トラック競技において黄旗があがることについての記事です。ここでは競歩競技は除きます。
その黄旗をあげている競技役員は監察員という役員です。
監察員の役割は競技者などがルール違反を行っていないか見て、行ったときにはそれを審判長に知らせることです。
またその違反により競技を妨害された競技者がいる場合はその事実も把握し審判長に知らせます。
その知らせる方法のひとつが黄旗をあげることです。
競技者が自分のレーン以外のところを走ったり、リレーでテーク・オーバ・ゾーン外でのバトンパスが起きたときは、ただちにその違反が確認された走路の場所にマーカーを置きます。
テーク・オーバ・ゾーン外でのバトンパスが起きたときに置かれたマーカー(赤枠内)
違反の内容(どのレースで、だれが、どこで、どのような違反を、どの程度行ったか)を把握(記録)しておきます。
そのレースの最終選手(途中棄権の選手を除く)がフィニッシュしたら黄旗をあげます。
違反を見つけてもレース中にはあげないのです。
フィニッシュ地点の監察員は、各所の旗を1つ1つ確認します。1カ所でも黄旗があがっている場合は、自身の黄旗をあげて「何々地点黄旗」と審判長に報告します。
報告には違反内容を記した監察員記録用紙という資料の提出も行われます。
この時が「このレース、黄旗(きばた)があがっています・・・」というアナウンスを聞くときです。

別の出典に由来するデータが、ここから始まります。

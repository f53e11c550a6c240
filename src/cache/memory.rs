//! In-process [`CacheTopicAdapter`] — a `tokio::sync::Mutex`-guarded map plus
//! per-topic append-only sequence logs.
//!
//! Used by tests, the single-instance deployment mode, and the demos. It
//! implements TTL expiry lazily (checked on `get`) rather than with a
//! background sweeper, matching the restraint the in-memory task store in
//! this crate takes with its own bookkeeping.

use std::collections::HashMap;
use std::sync::Arc;
use std::time::{Duration, Instant};

use async_trait::async_trait;
use tokio::sync::Mutex;
use tracing::debug;

use crate::error::A2AResult;

use super::{CacheTopicAdapter, GetFormat, SetOptions, SubscribeItem, SubscribeResult};

struct Entry {
    value: Vec<u8>,
    expires_at: Instant,
}

/// One topic's durable log: sequence-numbered messages, never truncated for
/// the lifetime of the process (this is a test/dev adapter; a real broker
/// would apply its own retention).
#[derive(Default)]
struct Topic {
    messages: Vec<String>,
}

#[derive(Default)]
struct State {
    entries: HashMap<String, Entry>,
    topics: HashMap<String, Topic>,
}

/// In-memory [`CacheTopicAdapter`].
#[derive(Clone)]
pub struct InMemoryCacheAdapter {
    state: Arc<Mutex<State>>,
}

impl InMemoryCacheAdapter {
    /// Create a new, empty adapter.
    pub fn new() -> Self {
        Self {
            state: Arc::new(Mutex::new(State::default())),
        }
    }
}

impl Default for InMemoryCacheAdapter {
    fn default() -> Self {
        Self::new()
    }
}

#[async_trait]
impl CacheTopicAdapter for InMemoryCacheAdapter {
    async fn get(&self, key: &str, _format: GetFormat) -> A2AResult<Option<Vec<u8>>> {
        let mut state = self.state.lock().await;
        let expired = matches!(state.entries.get(key), Some(e) if e.expires_at <= Instant::now());
        if expired {
            state.entries.remove(key);
        }
        Ok(state.entries.get(key).map(|e| e.value.clone()))
    }

    async fn set(&self, key: &str, value: Vec<u8>, options: SetOptions) -> A2AResult<()> {
        let ttl = Duration::from_secs(options.ttl_seconds.unwrap_or(super::DEFAULT_TTL_SECONDS));
        let mut state = self.state.lock().await;
        state.entries.insert(
            key.to_string(),
            Entry {
                value,
                expires_at: Instant::now() + ttl,
            },
        );
        debug!(key, "cache entry set");
        Ok(())
    }

    async fn delete(&self, key: &str) -> A2AResult<()> {
        let mut state = self.state.lock().await;
        state.entries.remove(key);
        Ok(())
    }

    async fn topic_publish(&self, topic: &str, payload: String) -> A2AResult<()> {
        let mut state = self.state.lock().await;
        state.topics.entry(topic.to_string()).or_default().messages.push(payload);
        Ok(())
    }

    async fn topic_subscribe(
        &self,
        topic: &str,
        sequence_number: u64,
        _sequence_page: u64,
    ) -> A2AResult<SubscribeResult> {
        let state = self.state.lock().await;
        let items = match state.topics.get(topic) {
            Some(log) => log
                .messages
                .iter()
                .enumerate()
                .skip(sequence_number as usize)
                .map(|(idx, payload)| SubscribeItem::Message {
                    payload: payload.clone(),
                    topic_sequence_number: idx as u64,
                })
                .collect(),
            None => Vec::new(),
        };
        Ok(SubscribeResult { items })
    }

    async fn is_valid_connection(&self) -> bool {
        true
    }
}
//! Cache/Topic Adapter — the leaf dependency of the whole substrate.
//!
//! Wraps a remote key-value-with-TTL + pub/sub-topics-with-sequence-numbers
//! service behind one async trait, [`CacheTopicAdapter`]. Every other
//! component (task store, event bus) is written against the trait, not a
//! concrete implementation, so the substrate runs equally well against a
//! real HTTP-backed cache ([`HttpCacheAdapter`]) or an in-process one
//! ([`InMemoryCacheAdapter`]) used by tests and single-instance deployments.

mod http;
mod memory;

pub use http::{HttpCacheAdapter, HttpCacheAdapterConfig};
pub use memory::InMemoryCacheAdapter;

use async_trait::async_trait;
use serde::{Deserialize, Serialize};

use crate::error::A2AResult;

/// Default TTL applied to `set` calls that don't specify one, in seconds.
pub const DEFAULT_TTL_SECONDS: u64 = 3600;

/// How a stored value should be read back.
#[derive(Debug, Clone, Copy, PartialEq, Eq)]
pub enum GetFormat {
    /// Return the raw bytes as stored.
    Raw,
    /// Decode as a UTF-8 string.
    String,
    /// Decode as a UTF-8 string and parse as JSON.
    Json,
}

/// Options accepted by [`CacheTopicAdapter::set`].
#[derive(Debug, Clone, Default)]
pub struct SetOptions {
    /// Time-to-live in seconds. Defaults to [`DEFAULT_TTL_SECONDS`] if `None`.
    pub ttl_seconds: Option<u64>,
}

/// A single item returned from [`CacheTopicAdapter::topic_subscribe`]: either
/// a delivered message or a discontinuity signal from the broker.
#[derive(Debug, Clone)]
pub enum SubscribeItem {
    /// A message delivered on the topic.
    Message {
        /// The raw JSON payload, as published.
        payload: String,
        /// The sequence number this message occupies on the topic.
        topic_sequence_number: u64,
    },
    /// A broker-reported gap: one or more messages between the last
    /// observed sequence and `new_topic_sequence` are irrecoverable.
    Discontinuity {
        /// The sequence number to resume polling from.
        new_topic_sequence: u64,
        /// The sequence page to resume polling from.
        new_sequence_page: u64,
    },
}

/// Result of a [`CacheTopicAdapter::topic_subscribe`] poll.
#[derive(Debug, Clone, Default)]
pub struct SubscribeResult {
    /// Items delivered since the requested sequence number, in order.
    pub items: Vec<SubscribeItem>,
}

/// A lenient result envelope, used by the `*_lenient` entry points that
/// surface adapter errors as data instead of raising them — the Rust
/// expression of the source's `throwOnError: false` mode.
#[derive(Debug, Clone, Serialize, Deserialize)]
#[serde(untagged)]
pub enum AdapterOutcome<T> {
    /// The call succeeded.
    Ok {
        /// Always `true` on this variant.
        success: bool,
        /// The successful payload.
        data: T,
    },
    /// The call failed; `error` carries a human-readable description.
    Err {
        /// Always `false` on this variant.
        success: bool,
        /// Human-readable failure description.
        error: String,
    },
}

impl<T> AdapterOutcome<T> {
    fn ok(data: T) -> Self {
        AdapterOutcome::Ok {
            success: true,
            data,
        }
    }

    fn err(error: impl std::fmt::Display) -> Self {
        AdapterOutcome::Err {
            success: false,
            error: error.to_string(),
        }
    }
}

/// Interface the task execution substrate requires of its backing cache and
/// pub/sub-topic service.
///
/// Implementors should retry transient failures (network errors, 5xx
/// responses) internally with exponential backoff — callers of the `try_*`
/// methods only ever see a persistent failure or a result.
#[async_trait]
pub trait CacheTopicAdapter: Send + Sync {
    /// Look up `key`. Returns `Ok(None)` for a cache-miss (source 404);
    /// any other non-2xx response is an error.
    async fn get(&self, key: &str, format: GetFormat) -> A2AResult<Option<Vec<u8>>>;

    /// Store `value` under `key` with the given options.
    async fn set(&self, key: &str, value: Vec<u8>, options: SetOptions) -> A2AResult<()>;

    /// Remove `key`. Not an error if it was already absent.
    async fn delete(&self, key: &str) -> A2AResult<()>;

    /// Publish `payload` (the JSON encoding of an event) to `topic`.
    async fn topic_publish(&self, topic: &str, payload: String) -> A2AResult<()>;

    /// Long-poll `topic` for items at or after `sequence_number` /
    /// `sequence_page`.
    async fn topic_subscribe(
        &self,
        topic: &str,
        sequence_number: u64,
        sequence_page: u64,
    ) -> A2AResult<SubscribeResult>;

    /// Probe connectivity by looking up a sentinel key. A "cache not found"
    /// response is treated as an invalid connection; anything else
    /// (including a miss on the sentinel key itself) counts as valid.
    async fn is_valid_connection(&self) -> bool;

    /// JSON convenience wrapper around [`get`](Self::get) with
    /// `format: Json`.
    async fn get_json<T: serde::de::DeserializeOwned>(&self, key: &str) -> A2AResult<Option<T>>
    where
        Self: Sized,
    {
        match self.get(key, GetFormat::Json).await? {
            Some(bytes) => {
                let value: T = serde_json::from_slice(&bytes)?;
                Ok(Some(value))
            }
            None => Ok(None),
        }
    }

    /// JSON convenience wrapper around [`set`](Self::set).
    async fn set_json<T: serde::Serialize + Sync>(
        &self,
        key: &str,
        value: &T,
        options: SetOptions,
    ) -> A2AResult<()>
    where
        Self: Sized,
    {
        let bytes = serde_json::to_vec(value)?;
        self.set(key, bytes, options).await
    }

    /// `get` with errors surfaced as an [`AdapterOutcome`] instead of raised
    /// — the Rust expression of the source's `throwOnError: false` mode.
    async fn get_lenient(&self, key: &str, format: GetFormat) -> AdapterOutcome<Option<Vec<u8>>> {
        match self.get(key, format).await {
            Ok(v) => AdapterOutcome::ok(v),
            Err(e) => AdapterOutcome::err(e),
        }
    }

    /// `set` with errors surfaced as an [`AdapterOutcome`] instead of raised.
    async fn set_lenient(&self, key: &str, value: Vec<u8>, options: SetOptions) -> AdapterOutcome<()> {
        match self.set(key, value, options).await {
            Ok(()) => AdapterOutcome::ok(()),
            Err(e) => AdapterOutcome::err(e),
        }
    }
}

黄旗があがれば写真判定中の結果なども確定結果にはなりません。
報告を受けて審判長が違反か否か、失格とするか否かなどの対応を判断します。
そうです。監察員は審判長に知らせることは行いますが、直接失格などの判定を行うことはありません。
その判断結果を受けて確定結果が発表されます。
監察員はルールに違反する行為をみるのでかなり多くのことをみています。
その中でも発生しやすい違反行為が次のことです。特に監察員はこの点に着眼しています(ハンドブックより引用。一部略、改編)。
・レーンを用いない競走の場合でのスタート時の身体接触。故意に手を左右に大きく振るなど、前に出ようとする他の競技者を妨害する行為。
・抜かれないようにトラックの外側に斜行する行為。
・レーンを用いる競走の場合、レーンの侵害をする行為。
・ハードルを越すとき、足または脚がハードルの外側にはみ出して通った行為。
・故意に手でハードルを突き倒した行為。
・障害物競走では特に水濠の着地状況で、インフィールドに入る、足または脚が障害物の外側にはみ出して通った行為。
・リレー競走でバトンを受ける走者がテーク・オーバ・ゾーン及び10m手前に引かれた助走線(青ライン)内で待たない行為。
・バトンパスがテーク・オーバ・ゾーン内で行われない行為。
・バトンパスの際にバトンを落とした場合の対処が正しく行われない行為。他の競技者を妨害したときも含む。
・長距離種目のグループスタートにおいて、合流地点手前でのインコースへの侵入行為。
黄旗があがることが最も多いのはリレーのバトンパスでの違反ですが、曲走路で内側のラインを踏むあるいは踏み越すという違反も目にすることが多い違反です。
特にリレーの違反、その時の対応次第では違反にならないときもあります。
ルールを知って違反にならないよう練習の時から注意しましょう。